Using coalescent simulations to test the impact of quaternary climate cycles on divergence in an alpine plant-insect association.

Eric G DeChaine1, Andrew P Martin.   

Abstract

The Quaternary climate cycles forced species to repeatedly migrate across a continually changing landscape. How these shifts in distribution impacted the evolution of unrelated but ecologically associated taxa has remained elusive due to the stochastic nature of the evolutionary process and variation in species-specific biological characteristics and environmental constraints. To account for the uncertainty in genealogical estimates, we adopted a coalescent approach for testing hypotheses of population divergence in coevolving taxa. We compared genealogies of a specialized herbivorous insect, Parnassius smintheus (Papilionidae), and its host plant, Sedum lanceolatum (Crassulaceae), from the alpine tundra of the Rocky Mountains to null distributions from coalescent simulations to test whether tightly associated taxa shared a common response to the paleoclimatic cycles.
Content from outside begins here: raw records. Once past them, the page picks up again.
//! MediFlow RBAC - Role-Based Access Control
//!
//! Coarse-grained, role-level authorization for every mutating and most read
//! operations:
//!
//! - [`Role`] and [`Permission`]: closed enumerations with stable wire tokens
//! - [`GrantTable`]: static role -> permission mapping, built once at startup
//! - [`AuthRequirement`]: by-role, by-permission, any-of and all-of checks as data
//! - [`Guard`]: evaluates a [`Caller`] against a requirement; inactive and
//!   locked accounts are always denied
//!
//! Ownership rules ("a doctor may only edit their own patients") are not
//! enforced here.
//!
//! # Example
//!
//! ```rust
//! use mediflow_rbac::{Caller, Guard, Permission, Role};
//!
//! let guard = Guard::default();
//! let doctor = Caller::new(7u64, Role::Doctor);
//!
//! assert!(guard.authorize_by_permission(&doctor, Permission::AppointmentCreate).is_ok());
//! assert!(guard.authorize_by_permission(&doctor, Permission::BillingDelete).is_err());
//! ```

pub mod caller;
pub mod error;
pub mod grants;
pub mod guard;
pub mod permission;
pub mod requirement;
pub mod role;

pub use caller::{Caller, UserId};
pub use error::{AuthError, Denial};
pub use grants::{GrantTable, GrantTableError};
pub use guard::{evaluate, Guard};
pub use permission::{Permission, UnknownPermission};
pub use requirement::AuthRequirement;
pub use role::{Role, UnknownRole};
Explicit phylogeographic models were generated from geologic and biogeographic data and evaluated over a wide range of divergence times given calibrated mutation rates for both species. Our analyses suggest that the insect and its host plant responded similarly but independently to the climate cycles. By promoting habitat expansion and mixing among alpine populations, glacial periods repeatedly reset the distributions of genetic variation in each species and inhibited continual codivergence among pairs of interacting species.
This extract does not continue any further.